Top of Input records

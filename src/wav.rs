use std::io::{self, BufWriter, Seek, SeekFrom, Write};

use anyhow::{Result, bail};
use pcmflow::structs::speakers::{Format, Speakers};
use pcmflow_macros::{ToBytes, w64_chunk};

use crate::byteorder::WriteBytesLe;
use crate::impl_u16_enum;

// W64 GUIDs as defined in Sony Wave64 specification
pub const W64_RIFF_GUID: [u8; 16] = [
    0x72, 0x69, 0x66, 0x66, 0x2E, 0x91, 0xCF, 0x11, 0xA5, 0xD6, 0x28, 0xDB, 0x04, 0xC1, 0x00, 0x00,
];
pub const W64_WAVE_GUID: [u8; 16] = [
    0x77, 0x61, 0x76, 0x65, 0xF3, 0xAC, 0xD3, 0x11, 0x8C, 0xD1, 0x00, 0xC0, 0x4F, 0x8E, 0xDB, 0x8A,
];
pub const W64_DATA_GUID: [u8; 16] = [
    0x64, 0x61, 0x74, 0x61, 0xF3, 0xAC, 0xD3, 0x11, 0x8C, 0xD1, 0x00, 0xC0, 0x4F, 0x8E, 0xDB, 0x8A,
];

/// GUID plus 64-bit size.
const CHUNK_HEADER_SIZE: u64 = 24;

/// Chunks are aligned to 8 bytes.
fn padding(size: u64) -> usize {
    ((8 - size % 8) % 8) as usize
}

pub trait W64Chunk {
    fn chunk_guid(&self) -> &[u8; 16];
    fn chunk_data(&self) -> Vec<u8>;

    /// Writes the chunk with its header and padding, returning bytes written.
    fn write_chunk<W: Write>(&self, writer: &mut W) -> io::Result<u64> {
        let data = self.chunk_data();
        let size = CHUNK_HEADER_SIZE + data.len() as u64;
        let pad = padding(size);

        writer.write_all(self.chunk_guid())?;
        writer.write_all(&size.to_le_bytes())?;
        writer.write_all(&data)?;
        writer.write_all(&[0; 8][..pad])?;
        Ok(size + pad as u64)
    }
}

#[repr(u16)]
#[derive(Debug, Clone, Copy, PartialEq, Eq)]
pub enum FormatTag {
    Pcm = 1,
    IeeeFloat = 3,
}

impl_u16_enum!(FormatTag);

#[derive(Debug, ToBytes)]
#[w64_chunk(b"fmt ")]
pub struct FormatChunk {
    pub format_tag: FormatTag,
    pub channels: u16,
    pub sample_rate: u32,
    pub byte_rate: u32,
    pub block_align: u16,
    pub bits_per_sample: u16,
}

impl FormatChunk {
    /// Wave64 stores little-endian samples only.
    pub fn new(spk: Speakers) -> Result<Self> {
        if spk.format.is_big_endian() {
            bail!("Wave64 cannot hold big-endian {}", spk.format);
        }
        let (Some(sample_size), Some(block_align)) = (spk.format.sample_size(), spk.frame_size())
        else {
            bail!("Wave64 cannot hold {} samples", spk.format);
        };
        let format_tag = match spk.format {
            Format::PcmFloat | Format::PcmDouble => FormatTag::IeeeFloat,
            _ => FormatTag::Pcm,
        };

        Ok(Self {
            format_tag,
            channels: spk.nch() as u16,
            sample_rate: spk.sample_rate,
            byte_rate: spk.sample_rate * block_align as u32,
            block_align: block_align as u16,
            bits_per_sample: (sample_size * 8) as u16,
        })
    }
}

/// Sony Wave64 file writer for raw PCM chunk data (.w64 extension)
pub struct W64Writer<W: Write + Seek> {
    writer: BufWriter<W>,
    file_size_position: u64,
    data_size_position: u64,
    data_written: u64,
}

impl<W: Write + Seek> W64Writer<W> {
    /// Writes the file header for `spk` and positions at the sample data.
    pub fn new(writer: W, spk: Speakers) -> Result<Self> {
        let fmt = FormatChunk::new(spk)?;
        let mut writer = BufWriter::new(writer);

        writer.write_all(&W64_RIFF_GUID)?;
        let file_size_position = writer.stream_position()?;
        writer.write_all(&0u64.to_le_bytes())?; // File size (to be updated later)
        writer.write_all(&W64_WAVE_GUID)?;

        fmt.write_chunk(&mut writer)?;

        writer.write_all(&W64_DATA_GUID)?;
        let data_size_position = writer.stream_position()?;
        writer.write_all(&0u64.to_le_bytes())?; // Data size (to be updated later)

        Ok(Self {
            writer,
            file_size_position,
            data_size_position,
            data_written: 0,
        })
    }

    /// Appends interleaved sample bytes.
    pub fn write(&mut self, bytes: &[u8]) -> io::Result<()> {
        self.writer.write_all(bytes)?;
        self.data_written += bytes.len() as u64;
        Ok(())
    }

    pub fn data_written(&self) -> u64 {
        self.data_written
    }

    /// Pads the data chunk, patches the size fields and returns the writer.
    pub fn finish(mut self) -> io::Result<W> {
        let data_chunk_size = CHUNK_HEADER_SIZE + self.data_written;
        self.writer.write_all(&[0; 8][..padding(data_chunk_size)])?;
        let end = self.writer.stream_position()?;

        self.writer.seek(SeekFrom::Start(self.data_size_position))?;
        self.writer.write_all(&data_chunk_size.to_le_bytes())?;

        self.writer.seek(SeekFrom::Start(self.file_size_position))?;
        self.writer.write_all(&end.to_le_bytes())?;

        self.writer.seek(SeekFrom::Start(end))?;
        self.writer.flush()?;
        self.writer.into_inner().map_err(|e| e.into_error())
    }
}

#[cfg(test)]
mod tests {
    use super::*;
    use pcmflow::structs::speakers::{MODE_5_1, MODE_STEREO};
    use std::io::Cursor;

    const FMT_GUID_PREFIX: &[u8] = b"fmt ";

    fn u64_at(buf: &[u8], pos: usize) -> u64 {
        u64::from_le_bytes(buf[pos..pos + 8].try_into().unwrap())
    }

    #[test]
    fn format_chunk_fields() {
        let fmt = FormatChunk::new(Speakers::new(Format::Pcm24, MODE_5_1, 48000)).unwrap();
        assert_eq!(fmt.format_tag, FormatTag::Pcm);
        assert_eq!(fmt.channels, 6);
        assert_eq!(fmt.block_align, 18);
        assert_eq!(fmt.byte_rate, 48000 * 18);
        assert_eq!(fmt.bits_per_sample, 24);
        assert_eq!(&fmt.chunk_guid()[..4], FMT_GUID_PREFIX);
        assert_eq!(&fmt.chunk_guid()[4..], &W64_WAVE_GUID[4..]);

        let float = FormatChunk::new(Speakers::new(Format::PcmFloat, MODE_STEREO, 44100)).unwrap();
        assert_eq!(float.format_tag, FormatTag::IeeeFloat);
        assert_eq!(float.chunk_data().len(), 16);

        assert!(FormatChunk::new(Speakers::new(Format::Pcm16Be, MODE_STEREO, 48000)).is_err());
        assert!(FormatChunk::new(Speakers::new(Format::Linear, MODE_STEREO, 48000)).is_err());
    }

    #[test]
    fn header_and_sizes() -> Result<()> {
        let spk = Speakers::new(Format::Pcm16, MODE_STEREO, 48000);
        let mut writer = W64Writer::new(Cursor::new(Vec::new()), spk)?;
        writer.write(&[1, 2, 3, 4, 5, 6])?;
        assert_eq!(writer.data_written(), 6);
        let buffer = writer.finish()?.into_inner();

        assert_eq!(&buffer[0..16], &W64_RIFF_GUID);
        assert_eq!(&buffer[24..40], &W64_WAVE_GUID);
        assert_eq!(&buffer[40..44], FMT_GUID_PREFIX);
        assert_eq!(u64_at(&buffer, 56), 40);
        // RIFF header 40 + fmt chunk 40, then the data chunk
        assert_eq!(&buffer[80..96], &W64_DATA_GUID);
        assert_eq!(u64_at(&buffer, 96), 24 + 6);
        assert_eq!(&buffer[104..110], &[1, 2, 3, 4, 5, 6]);
        assert_eq!(buffer.len(), 112);
        assert_eq!(u64_at(&buffer, 16), 112);
        Ok(())
    }
}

Bottom of Input records

(What the exercise asks) Reproduce every record word for word.

(Task answer)
filename src/wav.rs
use std::io::{self, BufWriter, Seek, SeekFrom, Write};

use anyhow::{Result, bail};
use pcmflow::structs::speakers::{Format, Speakers};
use pcmflow_macros::{ToBytes, w64_chunk};

use crate::byteorder::WriteBytesLe;
use crate::impl_u16_enum;

// W64 GUIDs as defined in Sony Wave64 specification
pub const W64_RIFF_GUID: [u8; 16] = [
    0x72, 0x69, 0x66, 0x66, 0x2E, 0x91, 0xCF, 0x11, 0xA5, 0xD6, 0x28, 0xDB, 0x04, 0xC1, 0x00, 0x00,
];
pub const W64_WAVE_GUID: [u8; 16] = [
    0x77, 0x61, 0x76, 0x65, 0xF3, 0xAC, 0xD3, 0x11, 0x8C, 0xD1, 0x00, 0xC0, 0x4F, 0x8E, 0xDB, 0x8A,
];
pub const W64_DATA_GUID: [u8; 16] = [
    0x64, 0x61, 0x74, 0x61, 0xF3, 0xAC, 0xD3, 0x11, 0x8C, 0xD1, 0x00, 0xC0, 0x4F, 0x8E, 0xDB, 0x8A,
];

/// GUID plus 64-bit size.
const CHUNK_HEADER_SIZE: u64 = 24;

/// Chunks are aligned to 8 bytes.
fn padding(size: u64) -> usize {
    ((8 - size % 8) % 8) as usize
}

pub trait W64Chunk {
    fn chunk_guid(&self) -> &[u8; 16];
    fn chunk_data(&self) -> Vec<u8>;

    /// Writes the chunk with its header and padding, returning bytes written.
    fn write_chunk<W: Write>(&self, writer: &mut W) -> io::Result<u64> {
        let data = self.chunk_data();
        let size = CHUNK_HEADER_SIZE + data.len() as u64;
        let pad = padding(size);

        writer.write_all(self.chunk_guid())?;
        writer.write_all(&size.to_le_bytes())?;
        writer.write_all(&data)?;
        writer.write_all(&[0; 8][..pad])?;
        Ok(size + pad as u64)
    }
}

#[repr(u16)]
#[derive(Debug, Clone, Copy, PartialEq, Eq)]
pub enum FormatTag {
    Pcm = 1,
    IeeeFloat = 3,
}

impl_u16_enum!(FormatTag);

#[derive(Debug, ToBytes)]
#[w64_chunk(b"fmt ")]
pub struct FormatChunk {
    pub format_tag: FormatTag,
    pub channels: u16,
    pub sample_rate: u32,
    pub byte_rate: u32,
    pub block_align: u16,
    pub bits_per_sample: u16,
}

impl FormatChunk {
    /// Wave64 stores little-endian samples only.
    pub fn new(spk: Speakers) -> Result<Self> {
        if spk.format.is_big_endian() {
            bail!("Wave64 cannot hold big-endian {}", spk.format);
        }
        let (Some(sample_size), Some(block_align)) = (spk.format.sample_size(), spk.frame_size())
        else {
            bail!("Wave64 cannot hold {} samples", spk.format);
        };
        let format_tag = match spk.format {
            Format::PcmFloat | Format::PcmDouble => FormatTag::IeeeFloat,
            _ => FormatTag::Pcm,
        };

        Ok(Self {
            format_tag,
            channels: spk.nch() as u16,
            sample_rate: spk.sample_rate,
            byte_rate: spk.sample_rate * block_align as u32,
            block_align: block_align as u16,
            bits_per_sample: (sample_size * 8) as u16,
        })
    }
}

/// Sony Wave64 file writer for raw PCM chunk data (.w64 extension)
pub struct W64Writer<W: Write + Seek> {
    writer: BufWriter<W>,
    file_size_position: u64,
    data_size_position: u64,
    data_written: u64,
}

impl<W: Write + Seek> W64Writer<W> {
    /// Writes the file header for `spk` and positions at the sample data.
    pub fn new(writer: W, spk: Speakers) -> Result<Self> {
        let fmt = FormatChunk::new(spk)?;
        let mut writer = BufWriter::new(writer);

        writer.write_all(&W64_RIFF_GUID)?;
        let file_size_position = writer.stream_position()?;
        writer.write_all(&0u64.to_le_bytes())?; // File size (to be updated later)
        writer.write_all(&W64_WAVE_GUID)?;

        fmt.write_chunk(&mut writer)?;

        writer.write_all(&W64_DATA_GUID)?;
        let data_size_position = writer.stream_position()?;
        writer.write_all(&0u64.to_le_bytes())?; // Data size (to be updated later)

        Ok(Self {
            writer,
            file_size_position,
            data_size_position,
            data_written: 0,
        })
    }

    /// Appends interleaved sample bytes.
    pub fn write(&mut self, bytes: &[u8]) -> io::Result<()> {
        self.writer.write_all(bytes)?;
        self.data_written += bytes.len() as u64;
        Ok(())
    }

    pub fn data_written(&self) -> u64 {
        self.data_written
    }

    /// Pads the data chunk, patches the size fields and returns the writer.
    pub fn finish(mut self) -> io::Result<W> {
        let data_chunk_size = CHUNK_HEADER_SIZE + self.data_written;
        self.writer.write_all(&[0; 8][..padding(data_chunk_size)])?;
        let end = self.writer.stream_position()?;

        self.writer.seek(SeekFrom::Start(self.data_size_position))?;
        self.writer.write_all(&data_chunk_size.to_le_bytes())?;

        self.writer.seek(SeekFrom::Start(self.file_size_position))?;
        self.writer.write_all(&end.to_le_bytes())?;

        self.writer.seek(SeekFrom::Start(end))?;
        self.writer.flush()?;
        self.writer.into_inner().map_err(|e| e.into_error())
    }
}

#[cfg(test)]
mod tests {
    use super::*;
    use pcmflow::structs::speakers::{MODE_5_1, MODE_STEREO};
    use std::io::Cursor;

    const FMT_GUID_PREFIX: &[u8] = b"fmt ";

    fn u64_at(buf: &[u8], pos: usize) -> u64 {
        u64::from_le_bytes(buf[pos..pos + 8].try_into().unwrap())
    }

    #[test]
    fn format_chunk_fields() {
        let fmt = FormatChunk::new(Speakers::new(Format::Pcm24, MODE_5_1, 48000)).unwrap();
        assert_eq!(fmt.format_tag, FormatTag::Pcm);
        assert_eq!(fmt.channels, 6);
        assert_eq!(fmt.block_align, 18);
        assert_eq!(fmt.byte_rate, 48000 * 18);
        assert_eq!(fmt.bits_per_sample, 24);
        assert_eq!(&fmt.chunk_guid()[..4], FMT_GUID_PREFIX);
        assert_eq!(&fmt.chunk_guid()[4..], &W64_WAVE_GUID[4..]);

        let float = FormatChunk::new(Speakers::new(Format::PcmFloat, MODE_STEREO, 44100)).unwrap();
        assert_eq!(float.format_tag, FormatTag::IeeeFloat);
        assert_eq!(float.chunk_data().len(), 16);

        assert!(FormatChunk::new(Speakers::new(Format::Pcm16Be, MODE_STEREO, 48000)).is_err());
        assert!(FormatChunk::new(Speakers::new(Format::Linear, MODE_STEREO, 48000)).is_err());
    }

    #[test]
    fn header_and_sizes() -> Result<()> {
        let spk = Speakers::new(Format::Pcm16, MODE_STEREO, 48000);
        let mut writer = W64Writer::new(Cursor::new(Vec::new()), spk)?;
        writer.write(&[1, 2, 3, 4, 5, 6])?;
        assert_eq!(writer.data_written(), 6);
        let buffer = writer.finish()?.into_inner();

        assert_eq!(&buffer[0..16], &W64_RIFF_GUID);
        assert_eq!(&buffer[24..40], &W64_WAVE_GUID);
        assert_eq!(&buffer[40..44], FMT_GUID_PREFIX);
        assert_eq!(u64_at(&buffer, 56), 40);
        // RIFF header 40 + fmt chunk 40, then the data chunk
        assert_eq!(&buffer[80..96], &W64_DATA_GUID);
        assert_eq!(u64_at(&buffer, 96), 24 + 6);
        assert_eq!(&buffer[104..110], &[1, 2, 3, 4, 5, 6]);
        assert_eq!(buffer.len(), 112);
        assert_eq!(u64_at(&buffer, 16), 112);
        Ok(())
    }
}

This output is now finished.